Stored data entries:
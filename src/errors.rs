/*!
 * Error types for the glucolog application.
 *
 * Each layer owns a thiserror enum: the data source boundary
 * (`SourceError`), the translation directory (`TranslationError`) and the
 * export engine (`ExportError`). `AppError` wraps them for the binary and
 * decides the process exit status.
 */

use std::path::PathBuf;
use thiserror::Error;

/// Exit status for usage, resolution, validation and data source failures
pub const EXIT_USAGE: u8 = 2;

/// Exit status for anything unexpected (I/O, corrupt files)
pub const EXIT_FAILURE: u8 = 1;

/// Errors surfacing from the relational data source
#[derive(Error, Debug)]
pub enum SourceError {
    /// A table or column name failed the identifier safety check
    #[error("Identifier '{0}' is not a safe SQL identifier; refusing to build a query with it.")]
    UnsafeIdentifier(String),

    /// The table does not exist in the database
    #[error("Table '{0}' is not recognised in the database.")]
    TableNotFound(String),

    /// One or more requested columns do not exist in the table
    #[error("The requested columns are not recognised. Unknown column(s) in '{table}': {}", .columns.join(", "))]
    ColumnsNotFound {
        /// Source table name
        table: String,
        /// Requested columns missing from the table
        columns: Vec<String>,
    },

    /// The database could not be opened
    #[error("Cannot open database '{}': {reason}", .path.display())]
    Open {
        /// Path of the database file
        path: PathBuf,
        /// Underlying reason
        reason: String,
    },

    /// Any other storage failure
    #[error("Database error: {0}")]
    Storage(String),
}

impl From<rusqlite::Error> for SourceError {
    fn from(error: rusqlite::Error) -> Self {
        Self::Storage(error.to_string())
    }
}

/// Errors raised by the translation directory and language resources
#[derive(Error, Debug)]
pub enum TranslationError {
    /// The display-vocabulary table name has no source counterpart
    #[error("Table '{0}' is not recognised.")]
    TableNotRecognised(String),

    /// The display-vocabulary column name has no source counterpart
    #[error("Column '{0}' is not recognised.")]
    ColumnNotRecognised(String),

    /// No resource exists for the requested language code
    #[error("Language '{code}' is not available (available: {})", .available.join(", "))]
    LanguageNotAvailable {
        /// Requested code
        code: String,
        /// Codes discovered in the language directory
        available: Vec<String>,
    },

    /// The language code is not an ISO 639-1 code
    #[error("Invalid language code: '{0}'")]
    InvalidLanguageCode(String),

    /// A language resource could not be read or parsed
    #[error("Cannot read language file '{}': {reason}", .path.display())]
    LanguageFile {
        /// Path of the resource
        path: PathBuf,
        /// Underlying reason
        reason: String,
    },

    /// Two source keys share the same display value, so the reverse lookup is ambiguous
    #[error("Language '{language}' maps both '{first}' and '{second}' to {section} '{value}'")]
    AmbiguousTranslation {
        /// Language code
        language: String,
        /// Dictionary section (tables, columns, data)
        section: String,
        /// The shared display value
        value: String,
        /// First source key
        first: String,
        /// Second source key
        second: String,
    },
}

/// Errors raised while exporting
#[derive(Error, Debug)]
pub enum ExportError {
    /// Error from the data source
    #[error(transparent)]
    Source(#[from] SourceError),

    /// Error from the translation directory
    #[error(transparent)]
    Translation(#[from] TranslationError),

    /// Output filename does not carry the suffix of the selected format
    #[error("Output file '{}' does not end in '{suffix}'", .path.display())]
    FormatMismatch {
        /// Output path
        path: PathBuf,
        /// Expected suffix
        suffix: &'static str,
    },

    /// A sink was driven out of order
    #[error("Export sink misuse: {0}")]
    SinkState(&'static str),

    /// Error writing delimited text
    #[error("CSV error: {0}")]
    Csv(#[from] csv::Error),

    /// Error writing the spreadsheet
    #[error("Spreadsheet error: {0}")]
    Spreadsheet(#[from] rust_xlsxwriter::XlsxError),

    /// Error from a file operation
    #[error("File error: {0}")]
    Io(#[from] std::io::Error),
}

impl ExportError {
    /// Whether the error belongs to the usage/resolution/validation family
    pub fn is_user_error(&self) -> bool {
        matches!(
            self,
            Self::Source(
                SourceError::UnsafeIdentifier(_)
                    | SourceError::TableNotFound(_)
                    | SourceError::ColumnsNotFound { .. }
                    | SourceError::Open { .. }
            ) | Self::Translation(_)
                | Self::FormatMismatch { .. }
        )
    }
}

/// Main application error type that wraps all other errors
#[derive(Error, Debug)]
pub enum AppError {
    /// Malformed or incomplete command line
    #[error("{0}")]
    Usage(String),

    /// Error from the export engine
    #[error(transparent)]
    Export(#[from] ExportError),

    /// Error from a file operation
    #[error("File error: {0}")]
    File(String),

    /// Any other error
    #[error("Unknown error: {0}")]
    Unknown(String),
}

impl AppError {
    /// Process exit status for this error
    pub fn exit_code(&self) -> u8 {
        match self {
            Self::Usage(_) => EXIT_USAGE,
            Self::Export(e) if e.is_user_error() => EXIT_USAGE,
            _ => EXIT_FAILURE,
        }
    }
}

impl From<SourceError> for AppError {
    fn from(error: SourceError) -> Self {
        Self::Export(error.into())
    }
}

impl From<TranslationError> for AppError {
    fn from(error: TranslationError) -> Self {
        Self::Export(error.into())
    }
}

// Utility functions for error conversion
impl From<anyhow::Error> for AppError {
    fn from(error: anyhow::Error) -> Self {
        Self::Unknown(format!("{:#}", error))
    }
}

impl From<std::io::Error> for AppError {
    fn from(error: std::io::Error) -> Self {
        Self::File(error.to_string())
    }
}
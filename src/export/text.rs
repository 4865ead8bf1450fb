/*!
 * Delimited text sink.
 *
 * Sections are written one after another into a single CSV stream. Every
 * section after the first is preceded by a separator row, then a one-cell
 * title row, then the header and data rows. Presentation hints are ignored.
 */

use log::debug;
use std::fs::File;
use std::io::Write;
use std::path::Path;

use super::ExportSink;
use crate::database::Value;
use crate::errors::ExportError;
use crate::reformat::Presentation;

/// Marker repeated to build the separator row between sections
pub const SECTION_MARKER: &str = "=====";

/// Number of marker fields in the separator row
pub const SECTION_MARKER_COUNT: usize = 5;

/// CSV destination
pub struct CsvSink<W: Write> {
    writer: Option<csv::Writer<W>>,
    first_section_written: bool,
    section_open: bool,
    header_written: bool,
}

impl CsvSink<File> {
    /// Create (or truncate) the output file
    pub fn create<P: AsRef<Path>>(path: P) -> Result<Self, ExportError> {
        debug!("Creating CSV output {:?}", path.as_ref());
        let file = File::create(path)?;
        Ok(Self::from_writer(file))
    }
}

impl<W: Write> CsvSink<W> {
    /// Wrap any writer
    pub fn from_writer(inner: W) -> Self {
        let writer = csv::WriterBuilder::new()
            .flexible(true)
            .terminator(csv::Terminator::Any(b'\n'))
            .from_writer(inner);

        Self {
            writer: Some(writer),
            first_section_written: false,
            section_open: false,
            header_written: false,
        }
    }

    fn writer(&mut self) -> Result<&mut csv::Writer<W>, ExportError> {
        self.writer.as_mut().ok_or(ExportError::SinkState("sink already closed"))
    }
}

impl<W: Write> ExportSink for CsvSink<W> {
    fn is_spreadsheet(&self) -> bool {
        false
    }

    fn open_section(&mut self, title: &str) -> Result<(), ExportError> {
        let separator = self.first_section_written;
        let writer = self.writer()?;

        if separator {
            writer.write_record([SECTION_MARKER; SECTION_MARKER_COUNT])?;
        }
        writer.write_record([title])?;

        self.first_section_written = true;
        self.section_open = true;
        self.header_written = false;
        Ok(())
    }

    fn write_header(&mut self, columns: &[String]) -> Result<(), ExportError> {
        if !self.section_open {
            return Err(ExportError::SinkState("header written outside a section"));
        }
        self.writer()?.write_record(columns)?;
        self.header_written = true;
        Ok(())
    }

    fn write_row(&mut self, row: &[Value]) -> Result<(), ExportError> {
        if !self.header_written {
            return Err(ExportError::SinkState("row written before the header"));
        }
        self.writer()?.write_record(row.iter().map(Value::to_string))?;
        Ok(())
    }

    fn apply_column_styling(&mut self, _hints: &[Option<Presentation>]) -> Result<(), ExportError> {
        Ok(())
    }

    fn close(&mut self) -> Result<(), ExportError> {
        self.section_open = false;
        self.header_written = false;

        if let Some(mut writer) = self.writer.take() {
            writer.flush()?;
            debug!("CSV output closed");
        }
        Ok(())
    }
}
// Module-specific lints configuration
#![allow(clippy::uninlined_format_args)]

use clap::error::ErrorKind;
use clap::{ArgAction, CommandFactory, Parser, Subcommand};
use clap_complete::{generate, Shell};
use log::{debug, error, info, warn};
use std::io::Write;
use std::path::{Path, PathBuf};
use std::process::ExitCode;

use glucolog::app_config::{default_lang_dir, Config};
use glucolog::errors::{AppError, EXIT_FAILURE};
use glucolog::export::{ExportSummary, Exporter, OutputFormat};
use glucolog::language_utils::{get_language_name, get_local_name};
use glucolog::logging::{DualLogger, DEFAULT_LOGFILE};
use glucolog::{LanguageCatalog, ReformatRegistry, SqliteSource, Translator};

#[derive(Subcommand, Debug)]
enum Commands {
    /// List the tables found in the database
    ListTables,

    /// List the columns of one table
    ListColumns {
        /// Table name (in the display language when -x is given)
        #[arg(short, long)]
        table: String,
    },

    /// Export one table to CSV or Excel
    ExportTable {
        /// Table name (in the display language when -x is given)
        #[arg(short, long)]
        table: String,

        /// Comma separated columns to export; all columns when omitted
        #[arg(short, long, value_delimiter = ',')]
        columns: Option<Vec<String>>,

        /// Output format
        #[arg(short, long, value_enum)]
        format: OutputFormat,

        /// Output file, ending in .csv or .xlsx to match the format
        #[arg(value_name = "OUTPUT")]
        output: PathBuf,
    },

    /// Export every table of the database
    DumpDb {
        /// Output format
        #[arg(short, long, value_enum)]
        format: OutputFormat,

        /// Output file, ending in .csv or .xlsx to match the format
        #[arg(value_name = "OUTPUT")]
        output: PathBuf,
    },

    /// List the available display languages
    ListLanguages,

    /// Generate shell completions for glucolog
    Completions {
        /// Shell to generate completions for
        #[arg(value_enum)]
        shell: Shell,
    },
}

/// glucolog - export a GlucoLog backup database
///
/// Lists and exports the tables of a GlucoLog SQLite backup as CSV or as an
/// Excel workbook, optionally translating table names, column names and
/// categorical values.
#[derive(Parser, Debug)]
#[command(name = "glucolog")]
#[command(version)]
#[command(about = "Tool to extract information from a GlucoLog back-up database")]
#[command(long_about = "Tool to extract information from a GlucoLog back-up database.

EXAMPLES:
    glucolog backup.db list-tables                         # Tables in the backup
    glucolog -x en backup.db list-columns -t t_results     # Columns, in English
    glucolog backup.db export-table -t t_risultati -f csv out.csv
    glucolog -x en backup.db export-table -t t_results -c date,time,result -f excel out.xlsx
    glucolog -vv -d backup.db dump-db -f excel backup.xlsx # Everything, verbose
    glucolog list-languages                                # Available translations
    glucolog completions bash > glucolog.bash              # Generate bash completions

LANGUAGES:
    Translations are read from <code>.json files in the language directory
    (--lang-dir or GLUCOLOG_LANG_DIR, default: the languages/ directory
    shipped with glucolog).")]
struct Cli {
    /// Make the program more verbose (repeat for more)
    #[arg(short, long, action = ArgAction::Count)]
    verbose: u8,

    /// Add debugging information to the log file (repeat for more)
    #[arg(short, long, action = ArgAction::Count)]
    debug: u8,

    /// Log file name
    #[arg(short, long, default_value = DEFAULT_LOGFILE)]
    logfile: PathBuf,

    /// Translate names and values into this language (ISO 639-1 code)
    #[arg(short = 'x', long = "xlat", value_name = "LANG")]
    language: Option<String>,

    /// Directory holding the language files
    #[arg(long, env = "GLUCOLOG_LANG_DIR", value_name = "DIR")]
    lang_dir: Option<PathBuf>,

    /// GlucoLog backup database
    #[arg(value_name = "DATABASE")]
    database: Option<PathBuf>,

    #[command(subcommand)]
    command: Commands,
}

impl Cli {
    fn config(&self) -> Config {
        Config {
            verbose: self.verbose,
            debug: self.debug,
            logfile: Some(self.logfile.clone()),
            language: self.language.clone(),
            lang_dir: self.lang_dir.clone().unwrap_or_else(default_lang_dir),
        }
    }

    /// Output file and format of an exporting command
    fn output(&self) -> Option<(OutputFormat, &Path)> {
        match &self.command {
            Commands::ExportTable { format, output, .. } | Commands::DumpDb { format, output } => {
                Some((*format, output.as_path()))
            }
            _ => None,
        }
    }
}

/// Everything one command needs to reach the data
struct Session {
    source: SqliteSource,
    registry: ReformatRegistry,
    translator: Translator,
}

impl Session {
    fn open(database: Option<&Path>, catalog: &LanguageCatalog, config: &Config) -> Result<Self, AppError> {
        let database = database
            .ok_or_else(|| AppError::Usage("A DATABASE file is required for this command".to_string()))?;

        let translator = Translator::from_catalog(catalog, config.language.as_deref())?;
        let source = SqliteSource::open(database)?;
        info!("Opened database '{}'", source.path().display());

        Ok(Self {
            source,
            registry: ReformatRegistry::glucolog(),
            translator,
        })
    }

    fn exporter(&self) -> Exporter<'_, SqliteSource> {
        Exporter::new(&self.source, &self.registry, &self.translator)
    }
}

fn main() -> ExitCode {
    let cli = Cli::parse();

    if let Commands::Completions { shell } = cli.command {
        let mut cmd = Cli::command();
        generate(shell, &mut cmd, "glucolog", &mut std::io::stdout());
        return ExitCode::SUCCESS;
    }

    // Format/suffix mismatch is a usage error, reported before any I/O
    if let Some((format, output)) = cli.output() {
        if let Err(e) = format.check_path(output) {
            Cli::command().error(ErrorKind::ValueValidation, e).exit();
        }
    }

    let config = cli.config();
    if let Err(e) = DualLogger::init(&config.log_settings()) {
        eprintln!("{}", e);
        return ExitCode::from(EXIT_FAILURE);
    }
    debug!("Configuration: {:?}", config);

    match run(cli, &config) {
        Ok(()) => ExitCode::SUCCESS,
        Err(e) => {
            error!("{}", e);
            log::logger().flush();
            ExitCode::from(e.exit_code())
        }
    }
}

fn run(cli: Cli, config: &Config) -> Result<(), AppError> {
    config
        .validate()
        .map_err(|e| AppError::Usage(format!("{:#}", e)))?;

    let catalog = LanguageCatalog::new(&config.lang_dir);

    match cli.command {
        Commands::ListLanguages => list_languages(&catalog),
        Commands::Completions { .. } => Ok(()),
        Commands::ListTables => {
            let session = Session::open(cli.database.as_deref(), &catalog, config)?;
            let tables = session.exporter().list_tables()?;
            print_listing("Tables found", &tables)
        }
        Commands::ListColumns { table } => {
            let session = Session::open(cli.database.as_deref(), &catalog, config)?;
            let columns = session.exporter().list_columns(&table)?;
            print_listing(&format!("Columns found in '{}'", table), &columns)
        }
        Commands::ExportTable {
            table,
            columns,
            format,
            output,
        } => {
            let session = Session::open(cli.database.as_deref(), &catalog, config)?;
            let summary = session
                .exporter()
                .export_table_to(format, &output, &table, columns.as_deref())?;
            report(&summary, &output);
            Ok(())
        }
        Commands::DumpDb { format, output } => {
            let session = Session::open(cli.database.as_deref(), &catalog, config)?;
            let summary = session.exporter().dump_database_to(format, &output)?;
            report(&summary, &output);
            Ok(())
        }
    }
}

fn list_languages(catalog: &LanguageCatalog) -> Result<(), AppError> {
    let lines: Vec<String> = catalog
        .available()?
        .into_iter()
        .map(|code| {
            let name = get_language_name(&code).unwrap_or_default();
            match get_local_name(&code) {
                Some(local) if local != name => format!("{}  {} ({})", code, name, local),
                _ => format!("{}  {}", code, name),
            }
        })
        .collect();
    print_listing("Languages found", &lines)
}

/// Heading, underline, one entry per line
fn print_listing(heading: &str, entries: &[String]) -> Result<(), AppError> {
    let stdout = std::io::stdout();
    let mut out = stdout.lock();
    writeln!(out, "{}", heading)?;
    writeln!(out, "{}", "=".repeat(heading.chars().count()))?;
    for entry in entries {
        writeln!(out, "{}", entry)?;
    }
    out.flush()?;
    Ok(())
}

fn report(summary: &ExportSummary, output: &Path) {
    info!(
        "Wrote {} section(s), {} row(s) to '{}'",
        summary.sections,
        summary.rows,
        output.display()
    );
    if summary.gaps > 0 {
        warn!("{} translation(s) were missing; see the log for details", summary.gaps);
    }
}
/*!
 * Data models for rows read from a backup database.
 */

use chrono::{NaiveDate, NaiveTime};
use rusqlite::types::ValueRef;
use std::fmt;

/// A single cell value
///
/// The first four variants are what SQLite hands back. `Date`, `Time` and
/// `Duration` only appear after reformatting for a spreadsheet destination.
#[derive(Debug, Clone, PartialEq)]
pub enum Value {
    /// SQL NULL
    Null,
    /// Integer storage class
    Integer(i64),
    /// Real storage class
    Real(f64),
    /// Text storage class (blobs are decoded lossily)
    Text(String),
    /// Calendar date
    Date(NaiveDate),
    /// Time of day
    Time(NaiveTime),
    /// Elapsed time in whole seconds
    Duration(i64),
}

impl Value {
    /// Build a text value
    pub fn text(value: impl Into<String>) -> Self {
        Self::Text(value.into())
    }

    /// NULL or an empty/blank string
    pub fn is_empty(&self) -> bool {
        match self {
            Self::Null => true,
            Self::Text(s) => s.trim().is_empty(),
            _ => false,
        }
    }

    /// Borrow the text content, if this is text
    pub fn as_text(&self) -> Option<&str> {
        match self {
            Self::Text(s) => Some(s),
            _ => None,
        }
    }

    /// Interpret the value as an integer count of milliseconds
    pub fn as_millis(&self) -> Option<i64> {
        match self {
            Self::Integer(i) => Some(*i),
            Self::Real(f) if f.is_finite() => Some(*f as i64),
            Self::Text(s) => s.trim().parse::<i64>().ok(),
            _ => None,
        }
    }
}

impl From<ValueRef<'_>> for Value {
    fn from(value: ValueRef<'_>) -> Self {
        match value {
            ValueRef::Null => Self::Null,
            ValueRef::Integer(i) => Self::Integer(i),
            ValueRef::Real(f) => Self::Real(f),
            ValueRef::Text(bytes) | ValueRef::Blob(bytes) => {
                Self::Text(String::from_utf8_lossy(bytes).into_owned())
            }
        }
    }
}

impl fmt::Display for Value {
    fn fmt(&self, f: &mut fmt::Formatter<'_>) -> fmt::Result {
        match self {
            Self::Null => Ok(()),
            Self::Integer(i) => write!(f, "{}", i),
            Self::Real(r) => write!(f, "{}", r),
            Self::Text(s) => f.write_str(s),
            Self::Date(d) => write!(f, "{}", d.format("%Y-%m-%d")),
            Self::Time(t) => write!(f, "{}", t.format("%H:%M:%S")),
            Self::Duration(secs) => {
                let sign = if *secs < 0 { "-" } else { "" };
                let secs = secs.unsigned_abs();
                write!(f, "{}{:02}:{:02}:{:02}", sign, secs / 3600, (secs % 3600) / 60, secs % 60)
            }
        }
    }
}

/// One row, positionally aligned with a column list
pub type Row = Vec<Value>;

/// A table as read for one export run
#[derive(Debug, Clone, PartialEq)]
pub struct TableDescriptor {
    /// Name in the source vocabulary
    pub name: String,
    /// Column names in the source vocabulary
    pub columns: Vec<String>,
    /// Rows, aligned with `columns`
    pub rows: Vec<Row>,
}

• Task item: Every line above in which the word "DumpDb" occurs is to be copied.

• Exercise result:
    DumpDb {
            Commands::ExportTable { format, output, .. } | Commands::DumpDb { format, output } => {
        Commands::DumpDb { format, output } => {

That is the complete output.